Senate debates

Wednesday, 14 May 2014

Bills

Fair Work (Registered Organisations) Amendment Bill 2013; Second Reading

9:54 am

Photo of Bridget McKenzieBridget McKenzie (Victoria, National Party) Share this | Hansard source

Like a freight train across the Nullarbor, you could have seen this particular piece of legislation coming for miles—for days, for weeks, for months, for nigh on a year. This was part of our agenda to ensure accountability and transparency with registered organisations. It is not an ideological attack on the union movement, as those opposite would like us to believe. It is actually for all of us—for the community—to be assured that employer organisations, workers' organisations and indeed any registered organisations ensure that the dues paid by the members to those organisations are used in a responsible matter and that the governing arrangements for those organisations give confidence to those members that they are being taken care of in an appropriate manner.

Briefly, the policy applies the same rules to unions and officials as for companies and their directors. Given the amount of money that some of these organisations are in charge of, and given the importance of a lot of the advocacy work that they are involved in, that should be the least of the regulations that they should be subject to. It ensures penalties for breaking the rules are the same for everyone, as are disclosure requirements. In addition, the policy calls for a new body, the Registered Organisations Commission, to take on the enforcement and investigation roles currently held by the Fair Work Commission. The new commission would also provide information and advice to registered organisations about their rights and obligations under the law.

We have a clear mandate for this legislation. Specifically, the bill responds to a number of outstanding recommendations from the June 2012 review into the operation of the Fair Work Act by the Fair Work Review Panel. I speak on this bill as a member—and, at the time of the inquiry, acting chair—of the Education and Employment Legislation Committee, which inquired into the bill and reported to the Senate in 2013. In the legislation committee report, the committee supported the bill subject to four minor amendments. Firstly:

The Committee recommends that, consistent with the Corporations Act 2001, material personal interest disclosures should only be required to be made to those officers whose duties relate to the financial management of the organisation. Such disclosures should be recorded in the minutes of the meetings of those officers and should be made available to members on request.

I am surprised that the opposition is not supporting this amendment, given that it ensures that the shareholdings of husbands and wives of union representatives are not open for disclosure. It ensures that only those who are dealing directly with the financial management of the organisation are subject to the same disclosure rules as under the Corporations Act.
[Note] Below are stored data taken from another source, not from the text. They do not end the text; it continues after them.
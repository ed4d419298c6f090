//! Feature-extractor variants and their registry.
//!
//! Extractor selection is a closed variant set: configuration entries are
//! resolved once, up front, into validated `ExtractorSpec` values plus a
//! parallel list of one-hot requirement flags. An unknown or malformed
//! entry fails the resolution immediately — silently dropping a requested
//! extractor would silently change the feature space the meta-classifier
//! trains on.
//!
//! Each variant is a pure function of immutable inputs: one (optionally
//! encoded) dataset, the target record, the shared encoder, and (for query
//! counting) that extractor's own per-split query set. That purity is what
//! lets the
//! coordinator run one unit of work per (dataset, extractor) pair with no
//! shared mutable state.

pub mod correlation;
pub mod naive;
pub mod query_count;
pub mod similarity;

use crate::encoding::{EncodedTable, OneHotEncoder};
use crate::error::{AttackError, Result};
use crate::qbs::BatchPredicateCounter;
use crate::queries::{ConditionOptions, Query};
use crate::table::{Record, Table};
use ndarray::Array1;
use serde::{Deserialize, Serialize};

/// Default row count for the top-K similarity extractor.
pub const DEFAULT_TOP_K: usize = 50;

/// One configured feature extractor.
#[derive(Debug, Clone, PartialEq, Serialize, Deserialize)]
#[serde(tag = "kind", rename_all = "snake_case")]
pub enum ExtractorSpec {
    /// Per-column summary statistics.
    Naive,
    /// Upper-triangular Pearson correlation over all encoded columns.
    Correlation,
    /// Full encoded content of the `k` rows most cosine-similar to the
    /// target. Datasets with fewer than `k` rows are truncated to the rows
    /// available.
    TopK { k: usize },
    /// Sorted cosine similarities of every row to the target. Output length
    /// equals the row count, so every dataset in a split must have the same
    /// number of rows.
    AllDistances,
    /// Satisfied-row counts for a combinatorial predicate set, generated
    /// once per split and shared across its datasets.
    QueryCount {
        orders: Vec<usize>,
        sample_size: usize,
        conditions: ConditionOptions,
    },
}

impl ExtractorSpec {
    /// Parse a plain configuration name into a spec with default
    /// parameters. Parameterized variants are constructed directly.
    pub fn parse(name: &str) -> Result<Self> {
        match name {
            "naive" => Ok(ExtractorSpec::Naive),
            "correlation" => Ok(ExtractorSpec::Correlation),
            "top_k" => Ok(ExtractorSpec::TopK { k: DEFAULT_TOP_K }),
            "all_distances" => Ok(ExtractorSpec::AllDistances),
            "query" => Err(AttackError::InvalidExtractorConfig(
                "'query' requires orders, sample_size and conditions; \
                 construct ExtractorSpec::QueryCount directly"
                    .to_string(),
            )),
            other => Err(AttackError::InvalidExtractorConfig(format!(
                "unknown extractor '{other}'"
            ))),
        }
    }

    /// Display name.
    pub fn name(&self) -> &'static str {
        match self {
            ExtractorSpec::Naive => "naive",
            ExtractorSpec::Correlation => "correlation",
            ExtractorSpec::TopK { .. } => "top_k",
            ExtractorSpec::AllDistances => "all_distances",
            ExtractorSpec::QueryCount { .. } => "query_count",
        }
    }

    /// Whether this extractor consumes the one-hot encoded dataset.
    ///
    /// Query counting runs on the raw table; everything else runs on the
    /// encoded one.
    pub fn requires_encoding(&self) -> bool {
        !matches!(self, ExtractorSpec::QueryCount { .. })
    }

    /// Whether this extractor drives the shared per-split query set.
    pub fn uses_queries(&self) -> bool {
        matches!(self, ExtractorSpec::QueryCount { .. })
    }

    /// Validate parameters.
    pub fn validate(&self) -> Result<()> {
        match self {
            ExtractorSpec::TopK { k } if *k == 0 => Err(AttackError::InvalidExtractorConfig(
                "top_k requires k >= 1".to_string(),
            )),
            ExtractorSpec::QueryCount {
                orders,
                sample_size,
                conditions,
            } => {
                if orders.is_empty() {
                    return Err(AttackError::InvalidExtractorConfig(
                        "query_count requires at least one order".to_string(),
                    ));
                }
                if orders.iter().any(|&o| o == 0) {
                    return Err(AttackError::InvalidExtractorConfig(
                        "query_count orders must be >= 1".to_string(),
                    ));
                }
                if *sample_size == 0 {
                    return Err(AttackError::InvalidExtractorConfig(
                        "query_count requires sample_size >= 1".to_string(),
                    ));
                }
                if conditions.categorical.is_empty() || conditions.continuous.is_empty() {
                    return Err(AttackError::InvalidExtractorConfig(
                        "query_count requires condition options for both column kinds"
                            .to_string(),
                    ));
                }
                Ok(())
            }
            _ => Ok(()),
        }
    }
}

/// Validated extractor configuration with the parallel one-hot requirement
/// flags, resolved once per attack run.
#[derive(Debug, Clone)]
pub struct ResolvedExtractors {
    specs: Vec<ExtractorSpec>,
    requires_encoding: Vec<bool>,
}

/// Resolves configuration entries into executable extractor variants.
pub struct ExtractorRegistry;

impl ExtractorRegistry {
    /// Validate every entry, failing fast on the first malformed one.
    pub fn resolve(specs: &[ExtractorSpec]) -> Result<ResolvedExtractors> {
        if specs.is_empty() {
            return Err(AttackError::InvalidExtractorConfig(
                "at least one extractor must be configured".to_string(),
            ));
        }
        for spec in specs {
            spec.validate()?;
        }
        Ok(ResolvedExtractors {
            requires_encoding: specs.iter().map(ExtractorSpec::requires_encoding).collect(),
            specs: specs.to_vec(),
        })
    }
}

impl ResolvedExtractors {
    /// Extractors in configuration order.
    pub fn specs(&self) -> &[ExtractorSpec] {
        &self.specs
    }

    /// One-hot requirement flags, parallel to `specs()`.
    pub fn requires_encoding(&self) -> &[bool] {
        &self.requires_encoding
    }

    /// True if any configured extractor needs the encoded dataset.
    pub fn any_requires_encoding(&self) -> bool {
        self.requires_encoding.iter().any(|&b| b)
    }

    /// True if any configured extractor needs per-split query sets.
    pub fn any_uses_queries(&self) -> bool {
        self.specs.iter().any(ExtractorSpec::uses_queries)
    }

    pub fn len(&self) -> usize {
        self.specs.len()
    }

    pub fn is_empty(&self) -> bool {
        self.specs.is_empty()
    }
}

/// One extractor's output on one dataset: names and values in lock-step.
#[derive(Debug, Clone)]
pub struct FeatureBlock {
    pub names: Vec<String>,
    pub values: Vec<f64>,
}

impl FeatureBlock {
    pub fn new(names: Vec<String>, values: Vec<f64>) -> Result<Self> {
        if names.len() != values.len() {
            return Err(AttackError::SchemaMismatch(format!(
                "{} feature names for {} values",
                names.len(),
                values.len()
            )));
        }
        Ok(Self { names, values })
    }

    pub fn len(&self) -> usize {
        self.values.len()
    }

    pub fn is_empty(&self) -> bool {
        self.values.is_empty()
    }
}

/// Immutable inputs for one unit of extraction work.
///
/// Everything here is a shared read-only borrow; a unit never mutates its
/// inputs, so units can run in any order on any worker.
pub struct ExtractionInput<'a> {
    /// Raw (un-encoded) shadow dataset.
    pub table: &'a Table,
    /// Encoded dataset, present iff some configured extractor needs it.
    pub encoded: Option<&'a EncodedTable>,
    /// Encoded target record, computed once per extraction call.
    pub encoded_target: Option<&'a Array1<f64>>,
    /// Raw target record.
    pub target: &'a Record,
    pub encoder: &'a OneHotEncoder,
    /// This extractor's query set for the dataset's split, present iff the
    /// extractor counts queries.
    pub queries: Option<&'a [Query]>,
    pub counter: &'a dyn BatchPredicateCounter,
}

impl<'a> ExtractionInput<'a> {
    fn encoded(&self) -> Result<&'a EncodedTable> {
        self.encoded.ok_or_else(|| {
            AttackError::SchemaMismatch("extractor needs an encoded dataset but none was prepared".to_string())
        })
    }

    fn encoded_target(&self) -> Result<&'a Array1<f64>> {
        self.encoded_target.ok_or_else(|| {
            AttackError::SchemaMismatch("extractor needs an encoded target but none was prepared".to_string())
        })
    }
}

/// Run one extractor against one dataset.
pub fn extract(spec: &ExtractorSpec, input: &ExtractionInput<'_>) -> Result<FeatureBlock> {
    match spec {
        ExtractorSpec::Naive => naive::extract(input.encoded()?, input.encoder),
        ExtractorSpec::Correlation => correlation::extract(input.encoded()?),
        ExtractorSpec::TopK { k } => {
            similarity::top_k(input.encoded()?, input.encoded_target()?, *k)
        }
        ExtractorSpec::AllDistances => {
            similarity::all_distances(input.encoded()?, input.encoded_target()?)
        }
        ExtractorSpec::QueryCount { .. } => {
            let queries = input.queries.ok_or_else(|| {
                AttackError::SchemaMismatch(
                    "query_count extractor has no query set for this split".to_string(),
                )
            })?;
            query_count::extract(input.table, input.target, queries, input.counter)
        }
    }
}
//! Assembly of per-dataset feature rows into the train/eval matrices.
//!
//! The meta-classifier consumes two dense matrices with a shared column
//! layout. Rows are grouped strictly by their split tag, and the assembler
//! refuses to build matrices whose rows disagree on the feature-name
//! sequence: a silent misalignment here would corrupt every downstream
//! prediction, so it is a hard error instead.

use crate::coordinator::FeatureRow;
use crate::error::{AttackError, Result};
use crate::schema::Split;
use ndarray::Array2;

/// The attack's training and evaluation feature matrices, with membership
/// labels row-aligned to each matrix.
#[derive(Debug, Clone)]
pub struct FeatureMatrices {
    pub train: Array2<f64>,
    pub train_labels: Vec<bool>,
    pub eval: Array2<f64>,
    pub eval_labels: Vec<bool>,
    /// Column layout shared by both matrices.
    pub feature_names: Vec<String>,
}

impl FeatureMatrices {
    pub fn num_features(&self) -> usize {
        self.feature_names.len()
    }

    pub fn matrix(&self, split: Split) -> &Array2<f64> {
        match split {
            Split::Train => &self.train,
            Split::Eval => &self.eval,
        }
    }

    pub fn labels(&self, split: Split) -> &[bool] {
        match split {
            Split::Train => &self.train_labels,
            Split::Eval => &self.eval_labels,
        }
    }
}

/// Groups feature rows by split and validates their column layout.
pub struct FeatureMatrixAssembler;

impl FeatureMatrixAssembler {
    /// Build the two matrices from the coordinator's rows.
    ///
    /// Requires at least one row per split, identical feature-name
    /// sequences within each split, and identical sequences across the two
    /// splits. Row order within a split follows the input order.
    pub fn assemble(rows: &[FeatureRow]) -> Result<FeatureMatrices> {
        let (train_rows, eval_rows): (Vec<&FeatureRow>, Vec<&FeatureRow>) =
            rows.iter().partition(|r| r.split == Split::Train);

        let (train, train_labels, train_names) = Self::assemble_split(Split::Train, &train_rows)?;
        let (eval, eval_labels, eval_names) = Self::assemble_split(Split::Eval, &eval_rows)?;

        if train_names != eval_names {
            return Err(AttackError::SchemaMismatch(format!(
                "train and eval matrices disagree on the feature layout \
                 ({} vs {} columns)",
                train_names.len(),
                eval_names.len()
            )));
        }

        Ok(FeatureMatrices {
            train,
            train_labels,
            eval,
            eval_labels,
            feature_names: train_names,
        })
    }

    fn assemble_split(
        split: Split,
        rows: &[&FeatureRow],
    ) -> Result<(Array2<f64>, Vec<bool>, Vec<String>)> {
        let first = rows.first().ok_or_else(|| {
            AttackError::SchemaMismatch(format!("no shadow datasets tagged for the {split} split"))
        })?;
        let names = first.names.clone();

        let mut values = Vec::with_capacity(rows.len() * names.len());
        let mut labels = Vec::with_capacity(rows.len());
        for (i, row) in rows.iter().enumerate() {
            if row.names != names {
                return Err(AttackError::SchemaMismatch(format!(
                    "{split} row {i} produced a different feature layout \
                     ({} features, expected {})",
                    row.names.len(),
                    names.len()
                )));
            }
            values.extend_from_slice(&row.values);
            labels.push(row.is_member);
        }

        let matrix = Array2::from_shape_vec((rows.len(), names.len()), values).map_err(|e| {
            AttackError::SchemaMismatch(format!("{split} matrix shape error: {e}"))
        })?;
        Ok((matrix, labels, names))
    }
}

#[cfg(test)]
mod tests {
    use super::*;

    fn row(split: Split, is_member: bool, names: &[&str], values: &[f64]) -> FeatureRow {
        FeatureRow {
            names: names.iter().map(|s| s.to_string()).collect(),
            values: values.to_vec(),
            is_member,
            split,
        }
    }

    #[test]
    fn test_rows_grouped_by_split() {
        let rows = vec![
            row(Split::Train, true, &["a", "b"], &[1.0, 2.0]),
            row(Split::Eval, false, &["a", "b"], &[5.0, 6.0]),
            row(Split::Train, false, &["a", "b"], &[3.0, 4.0]),
        ];

        let matrices = FeatureMatrixAssembler::assemble(&rows).unwrap();
        assert_eq!(matrices.train.dim(), (2, 2));
        assert_eq!(matrices.eval.dim(), (1, 2));
        assert_eq!(matrices.train_labels, vec![true, false]);
        assert_eq!(matrices.eval_labels, vec![false]);
        assert_eq!(matrices.feature_names, vec!["a", "b"]);
        // Input order preserved within the split.
        assert_eq!(matrices.train[(0, 0)], 1.0);
        assert_eq!(matrices.train[(1, 0)], 3.0);
    }

    #[test]
    fn test_missing_split_rejected() {
        let rows = vec![row(Split::Train, true, &["a"], &[1.0])];
        let err = FeatureMatrixAssembler::assemble(&rows).unwrap_err();
        assert!(matches!(err, AttackError::SchemaMismatch(_)));
        assert!(err.to_string().contains("eval"));
    }

    #[test]
    fn test_layout_mismatch_within_split_rejected() {
        let rows = vec![
            row(Split::Train, true, &["a", "b"], &[1.0, 2.0]),
            row(Split::Train, false, &["a", "b", "c"], &[1.0, 2.0, 3.0]),
            row(Split::Eval, false, &["a", "b"], &[5.0, 6.0]),
        ];
        let err = FeatureMatrixAssembler::assemble(&rows).unwrap_err();
        assert!(matches!(err, AttackError::SchemaMismatch(_)));
    }

    #[test]
    fn test_layout_mismatch_across_splits_rejected() {
        let rows = vec![
            row(Split::Train, true, &["a", "b"], &[1.0, 2.0]),
            row(Split::Eval, false, &["a", "c"], &[5.0, 6.0]),
        ];
        let err = FeatureMatrixAssembler::assemble(&rows).unwrap_err();
        assert!(matches!(err, AttackError::SchemaMismatch(_)));
    }

    #[test]
    fn test_split_accessors() {
        let rows = vec![
            row(Split::Train, true, &["a"], &[1.0]),
            row(Split::Eval, false, &["a"], &[2.0]),
        ];
        let matrices = FeatureMatrixAssembler::assemble(&rows).unwrap();
        assert_eq!(matrices.matrix(Split::Eval)[(0, 0)], 2.0);
        assert_eq!(matrices.labels(Split::Train), &[true]);
        assert_eq!(matrices.num_features(), 1);
    }
}
//! Column metadata for one attack run.
//!
//! `Metadata` is the single source of truth for the dataset schema and the
//! one-hot column layout. It is created once per run from an external
//! description and is read-only thereafter; the encoder and the query
//! generator both derive their column order from it, never from observed
//! data, so every shadow dataset produces the same feature columns.

use crate::error::{AttackError, Result};
use ahash::AHashMap;
use serde::{Deserialize, Serialize};

/// Whether a shadow dataset belongs to the training or evaluation partition
/// of the attack.
#[derive(Debug, Clone, Copy, PartialEq, Eq, Hash, Serialize, Deserialize)]
#[serde(rename_all = "snake_case")]
pub enum Split {
    Train,
    Eval,
}

impl Split {
    /// Both splits in canonical order.
    pub fn all() -> [Split; 2] {
        [Split::Train, Split::Eval]
    }
}

impl std::fmt::Display for Split {
    fn fmt(&self, f: &mut std::fmt::Formatter<'_>) -> std::fmt::Result {
        match self {
            Split::Train => write!(f, "train"),
            Split::Eval => write!(f, "eval"),
        }
    }
}

/// Kind of a dataset column.
#[derive(Debug, Clone, Copy, PartialEq, Eq, Hash, Serialize, Deserialize)]
#[serde(rename_all = "snake_case")]
pub enum ColumnKind {
    Categorical,
    Continuous,
}

/// Descriptor for a single column.
///
/// The vocabulary lists every admissible category for a categorical column,
/// in the order that defines its one-hot block. Continuous columns carry an
/// empty vocabulary.
#[derive(Debug, Clone, Serialize, Deserialize)]
pub struct ColumnDescriptor {
    pub name: String,
    pub kind: ColumnKind,
    #[serde(default)]
    pub vocabulary: Vec<String>,
}

impl ColumnDescriptor {
    /// A categorical column with the given vocabulary.
    pub fn categorical(name: impl Into<String>, vocabulary: Vec<String>) -> Self {
        Self {
            name: name.into(),
            kind: ColumnKind::Categorical,
            vocabulary,
        }
    }

    /// A continuous column.
    pub fn continuous(name: impl Into<String>) -> Self {
        Self {
            name: name.into(),
            kind: ColumnKind::Continuous,
            vocabulary: Vec::new(),
        }
    }
}

/// Ordered, immutable column descriptors for one attack run.
///
/// Serialized as the plain descriptor list; deserialization runs through
/// [`Metadata::new`], so a decoded value carries the same validation and
/// name lookup as a constructed one.
#[derive(Debug, Clone, Serialize, Deserialize)]
#[serde(try_from = "Vec<ColumnDescriptor>", into = "Vec<ColumnDescriptor>")]
pub struct Metadata {
    columns: Vec<ColumnDescriptor>,
    name_index: AHashMap<String, usize>,
}

impl TryFrom<Vec<ColumnDescriptor>> for Metadata {
    type Error = AttackError;

    fn try_from(columns: Vec<ColumnDescriptor>) -> Result<Self> {
        Metadata::new(columns)
    }
}

impl From<Metadata> for Vec<ColumnDescriptor> {
    fn from(metadata: Metadata) -> Self {
        metadata.columns
    }
}

impl Metadata {
    /// Build run metadata from ordered column descriptors.
    ///
    /// Rejects duplicate column names, categorical columns without a
    /// vocabulary, and continuous columns carrying one.
    pub fn new(columns: Vec<ColumnDescriptor>) -> Result<Self> {
        if columns.is_empty() {
            return Err(AttackError::SchemaMismatch(
                "metadata must describe at least one column".to_string(),
            ));
        }

        let mut name_index = AHashMap::with_capacity(columns.len());
        for (i, col) in columns.iter().enumerate() {
            if name_index.insert(col.name.clone(), i).is_some() {
                return Err(AttackError::SchemaMismatch(format!(
                    "duplicate column name '{}'",
                    col.name
                )));
            }
            match col.kind {
                ColumnKind::Categorical if col.vocabulary.is_empty() => {
                    return Err(AttackError::SchemaMismatch(format!(
                        "categorical column '{}' has an empty vocabulary",
                        col.name
                    )));
                }
                ColumnKind::Continuous if !col.vocabulary.is_empty() => {
                    return Err(AttackError::SchemaMismatch(format!(
                        "continuous column '{}' must not carry a vocabulary",
                        col.name
                    )));
                }
                _ => {}
            }
        }

        Ok(Self {
            columns,
            name_index,
        })
    }

    /// Number of columns.
    pub fn len(&self) -> usize {
        self.columns.len()
    }

    pub fn is_empty(&self) -> bool {
        self.columns.is_empty()
    }

    /// All descriptors in schema order.
    pub fn columns(&self) -> &[ColumnDescriptor] {
        &self.columns
    }

    /// Column names in schema order.
    pub fn column_names(&self) -> Vec<&str> {
        self.columns.iter().map(|c| c.name.as_str()).collect()
    }

    /// Look up a descriptor by name.
    pub fn column(&self, name: &str) -> Option<&ColumnDescriptor> {
        self.name_index.get(name).map(|&i| &self.columns[i])
    }

    /// Position of a column in the schema.
    pub fn column_index(&self, name: &str) -> Option<usize> {
        self.name_index.get(name).copied()
    }

    /// Indices of categorical columns, in schema order.
    pub fn categorical_indices(&self) -> Vec<usize> {
        self.indices_of(ColumnKind::Categorical)
    }

    /// Indices of continuous columns, in schema order.
    pub fn continuous_indices(&self) -> Vec<usize> {
        self.indices_of(ColumnKind::Continuous)
    }

    /// Names of categorical columns, in schema order.
    pub fn categorical_names(&self) -> Vec<&str> {
        self.names_of(ColumnKind::Categorical)
    }

    /// Names of continuous columns, in schema order.
    pub fn continuous_names(&self) -> Vec<&str> {
        self.names_of(ColumnKind::Continuous)
    }

    fn indices_of(&self, kind: ColumnKind) -> Vec<usize> {
        self.columns
            .iter()
            .enumerate()
            .filter(|(_, c)| c.kind == kind)
            .map(|(i, _)| i)
            .collect()
    }

    fn names_of(&self, kind: ColumnKind) -> Vec<&str> {
        self.columns
            .iter()
            .filter(|c| c.kind == kind)
            .map(|c| c.name.as_str())
            .collect()
    }
}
Secondly:

The Committee recommends that a list of exclusions from the obligations to disclose material personal interests based on section 191(2) of the Corporations Act 2001 be inserted into the bill. This would narrow the obligation to disclose material personal interests …

Thirdly:

The Committee recommends that the obligation placed on officers to disclose every payment should be reduced with certain exclusions …

Fourthly and finally:

The Committee recommends the bill be amended to allow the Commissioner to grant exemptions from the training requirements if an individual can demonstrate significant knowledge of the financial obligations specified in the bill.

This is because, despite the policies of various Labor state governments and the TAFE regime, there is no point training people for the sake of training people. I know the training obligations and the money they can raise from training their members are a great money-spinner for many of the registered organisations, but if you already have the training there is no reason for you to undergo that again.

Predictably for a bill which would make unions more accountable, Labor senators produced a dissenting report opposing the bill in its entirety. I think that was in December 2013. What was less predictable was Labor's decision to refer the bill to the Education and Employment References Committee, which of course they control.

Referring the bill for a second inquiry was a highly unusual tactic. In fact, it has not been used since August 1996 when, again, Labor referred another piece industrial relations legislation, the Workplace Relations and Other Legislation Amendment Bill 1996 to the Senate Economics Reference Committee. So much for the bleating about ideology. Politics is the battle of ideas; on this side, ideas centred around freedom, transparency and accountability. And on the other side, as Senator Cameron made reference to in his contribution on this piece of legislation yesterday: 'There is nothing wrong with it—leave it as it is. There is no problem.' Clearly, that is not what we found in our inquiry. That was not the evidence given to the committee and it was not the evidence given to the coalition during the construction of our policy around this matter. It just shows how desperate Labor is to appease its union mates and masters.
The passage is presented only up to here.